Napkins drawn by Nina Levy for her sons. Daily for 10 years. Now that the kids eat in the school cafeteria: merely occasionally, not daily, but we are stuck with the name.
Wednesday, June 4, 2014
Winterra Dragon From MagiQuest
Over last weekend, we finally succumbed to the combined pressure of a friend's birthday party and years of television advertising and took the kids for an overnight at Great Wolf Lodge.
Pretty much everything about the place filled our kids with ridiculous glee: The large indoor water park, the availability of pizza for breakfast, the robotic arm that could be instructed to put Skittles and rainbow sprinkles on a cup of FroYo, and, of course, the opportunity to fight virtual dragons by waving a $22.95 plastic wand in a MagiQuest game.

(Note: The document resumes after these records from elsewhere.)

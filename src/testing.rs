//! In-memory exchange and notifier fakes for unit tests.

use async_trait::async_trait;
use chrono::Utc;
use std::collections::HashMap;
use std::sync::Mutex;
use std::sync::atomic::{AtomicU32, Ordering};
use std::time::Duration;

use crate::cex::QuoteClient;
use crate::errors::{AppError, Result};
use crate::lifecycle::RunState;
use crate::models::{ExchangeId, Quote, Symbol};
use crate::notifier::{Notifier, NotifyError};

#[derive(Debug, Clone, Copy)]
enum Ticker {
    Book { bid: f64, ask: f64 },
    Fail,
    Panic,
}

pub struct MockExchange {
    id: ExchangeId,
    tickers: HashMap<Symbol, Ticker>,
    delay: Duration,
    load_delay: Duration,
    fail_load: bool,
    fail_close: bool,
    hang_close: bool,
    stop_on_fetch: Option<RunState>,
    panic_on_id_call: Option<u32>,
    id_calls: AtomicU32,
    fetch_calls: AtomicU32,
    close_calls: AtomicU32,
}

impl MockExchange {
    pub fn new(name: &str) -> Self {
        Self {
            id: ExchangeId::new(name),
            tickers: HashMap::new(),
            delay: Duration::ZERO,
            load_delay: Duration::ZERO,
            fail_load: false,
            fail_close: false,
            hang_close: false,
            stop_on_fetch: None,
            panic_on_id_call: None,
            id_calls: AtomicU32::new(0),
            fetch_calls: AtomicU32::new(0),
            close_calls: AtomicU32::new(0),
        }
    }

    pub fn with_quote(mut self, symbol: &str, bid: f64, ask: f64) -> Self {
        self.tickers.insert(symbol.into(), Ticker::Book { bid, ask });
        self
    }

    pub fn failing_fetch(mut self, symbol: &str) -> Self {
        self.tickers.insert(symbol.into(), Ticker::Fail);
        self
    }

    pub fn panicking_fetch(mut self, symbol: &str) -> Self {
        self.tickers.insert(symbol.into(), Ticker::Panic);
        self
    }

    pub fn with_delay(mut self, delay: Duration) -> Self {
        self.delay = delay;
        self
    }

    pub fn with_load_delay(mut self, delay: Duration) -> Self {
        self.load_delay = delay;
        self
    }

    /// Panic on the `call`-th invocation of `id()` (1-based) and no other.
    pub fn panicking_id_on_call(mut self, call: u32) -> Self {
        self.panic_on_id_call = Some(call);
        self
    }

    pub fn failing_load(mut self) -> Self {
        self.fail_load = true;
        self
    }

    pub fn failing_close(mut self) -> Self {
        self.fail_close = true;
        self
    }

    pub fn hanging_close(mut self) -> Self {
        self.hang_close = true;
        self
    }

    /// Flip `state` to stopped on the first fetch.
    pub fn stopping_on_fetch(mut self, state: RunState) -> Self {
        self.stop_on_fetch = Some(state);
        self
    }

    pub fn fetch_calls(&self) -> u32 {
        self.fetch_calls.load(Ordering::SeqCst)
    }

    pub fn close_calls(&self) -> u32 {
        self.close_calls.load(Ordering::SeqCst)
    }
}

#[async_trait]
impl QuoteClient for MockExchange {
    fn id(&self) -> &ExchangeId {
        let call = self.id_calls.fetch_add(1, Ordering::SeqCst) + 1;
        if self.panic_on_id_call == Some(call) {
            panic!("mock exchange {} id lookup #{call} blew up", self.id);
        }
        &self.id
    }

    async fn load_markets(&self) -> Result<()> {
        if !self.load_delay.is_zero() {
            tokio::time::sleep(self.load_delay).await;
        }
        if self.fail_load {
            return Err(AppError::exchange(self.id.as_str(), "markets unavailable"));
        }
        Ok(())
    }

    async fn fetch_ticker(&self, symbol: &Symbol) -> Result<Quote> {
        self.fetch_calls.fetch_add(1, Ordering::SeqCst);
        if let Some(state) = &self.stop_on_fetch {
            state.stop();
        }
        if !self.delay.is_zero() {
            tokio::time::sleep(self.delay).await;
        }
        match self.tickers.get(symbol) {
            Some(Ticker::Book { bid, ask }) => Ok(Quote::new(
                self.id.clone(),
                symbol.clone(),
                Some(*bid),
                Some(*ask),
                Utc::now(),
            )),
            Some(Ticker::Panic) => panic!("mock exchange {} blew up", self.id),
            Some(Ticker::Fail) | None => Err(AppError::fetch(
                self.id.as_str(),
                symbol.as_str(),
                "connection reset",
            )),
        }
    }

    async fn close(&self) -> Result<()> {
        self.close_calls.fetch_add(1, Ordering::SeqCst);
        if self.hang_close {
            std::future::pending::<()>().await;
        }
        if self.fail_close {
            return Err(AppError::exchange(self.id.as_str(), "socket already gone"));
        }
        Ok(())
    }
}

/// Records every delivered message.
#[derive(Default)]
pub struct RecordingNotifier {
    messages: Mutex<Vec<String>>,
    panic_on: Option<String>,
}

impl RecordingNotifier {
    /// Panic when a message mentions `needle`, simulating an unexpected bug.
    pub fn panicking_on(mut self, needle: &str) -> Self {
        self.panic_on = Some(needle.to_string());
        self
    }

    pub fn messages(&self) -> Vec<String> {
        self.messages.lock().unwrap().clone()
    }

    pub fn count_containing(&self, needle: &str) -> usize {
        self.messages
            .lock()
            .unwrap()
            .iter()
            .filter(|m| m.contains(needle))
            .count()
    }
}

#[async_trait]
impl Notifier for RecordingNotifier {
    async fn notify(&self, message: &str) -> std::result::Result<(), NotifyError> {
        if let Some(needle) = &self.panic_on {
            if message.contains(needle.as_str()) {
                panic!("notifier choked on {needle}");
            }
        }
        self.messages.lock().unwrap().push(message.to_string());
        Ok(())
    }
}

Beyond the ridiculous glee of one's offspring, the main advantage for parents is the complete absence of adult guests who are unfettered by children. No one expects a lobby that is not besieged by groups of children rubbing their shoes on the furniture and scrambling up the wooden statues of bears, or a hallway that is not menaced by stampeding wand-waving kids, or a buffet line unpopulated by six year olds spilling their smiley face french fries on the floor, or a dining room free of toddlers shrieking in terror at the sight of a person in a large furry bear costume.

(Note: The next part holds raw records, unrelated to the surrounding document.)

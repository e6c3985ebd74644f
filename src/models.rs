//! Shared data structures used throughout the application.

use chrono::{DateTime, Utc};
use std::fmt;

/// Trading pair identifier in `BASE/QUOTE` form, e.g. "ETH/USDT".
#[derive(Debug, Clone, PartialEq, Eq, Hash, PartialOrd, Ord)]
pub struct Symbol(String);

impl Symbol {
    pub fn new(raw: impl Into<String>) -> Self {
        Self(raw.into())
    }

    pub fn as_str(&self) -> &str {
        &self.0
    }

    /// Splits into `(base, quote)`; `None` when the separator is missing.
    pub fn split(&self) -> Option<(&str, &str)> {
        let (base, quote) = self.0.split_once('/')?;
        if base.is_empty() || quote.is_empty() {
            return None;
        }
        Some((base, quote))
    }
}

impl fmt::Display for Symbol {
    fn fmt(&self, f: &mut fmt::Formatter<'_>) -> fmt::Result {
        f.write_str(&self.0)
    }
}

impl From<&str> for Symbol {
    fn from(raw: &str) -> Self {
        Self::new(raw)
    }
}

/// Display name of an exchange, e.g. "Binance".
#[derive(Debug, Clone, PartialEq, Eq, Hash)]
pub struct ExchangeId(String);

impl ExchangeId {
    pub fn new(raw: impl Into<String>) -> Self {
        Self(raw.into())
    }

    pub fn as_str(&self) -> &str {
        &self.0
    }
}

impl fmt::Display for ExchangeId {
    fn fmt(&self, f: &mut fmt::Formatter<'_>) -> fmt::Result {
        f.write_str(&self.0)
    }
}

impl From<&str> for ExchangeId {
    fn from(raw: &str) -> Self {
        Self::new(raw)
    }
}

/// Best bid/ask snapshot for one symbol on one exchange.
///
/// A side the venue did not report is stored as `0.0` (bid) or
/// `f64::INFINITY` (ask) so it never wins the best-price selection.
#[derive(Debug, Clone, PartialEq)]
pub struct Quote {
    pub exchange: ExchangeId,
    pub symbol: Symbol,
    pub bid: f64,
    pub ask: f64,
    pub timestamp: DateTime<Utc>,
}

impl Quote {
    pub fn new(
        exchange: ExchangeId,
        symbol: Symbol,
        bid: Option<f64>,
        ask: Option<f64>,
        timestamp: DateTime<Utc>,
    ) -> Self {
        Self {
            exchange,
            symbol,
            bid: bid.unwrap_or(0.0),
            ask: ask.unwrap_or(f64::INFINITY),
            timestamp,
        }
    }
}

The all kid environment enables a pleasant lull in the constant parenting battles around appropriate behavior in public and the lack thereof. One can then use the additional cognitive space to contemplate important questions like: what sort of effect on the human eye or lung does an indoor atmosphere that is mostly composed of chlorine and chlorine byproducts have? Or what sort of organisms can cause large black swaths on orange plastic slides while being constantly soaked in chlorine, and are these organisms similar to those extremophiles found bathed in hydrogen sulfide on the ocean floor? Or how much useful commercial data is the resort harvesting from tracking the movements of parents and children through its halls via their electronic wristbands?
The kids had a fantastic time, and I am sure I will be able to mull over these questions further on a future visit.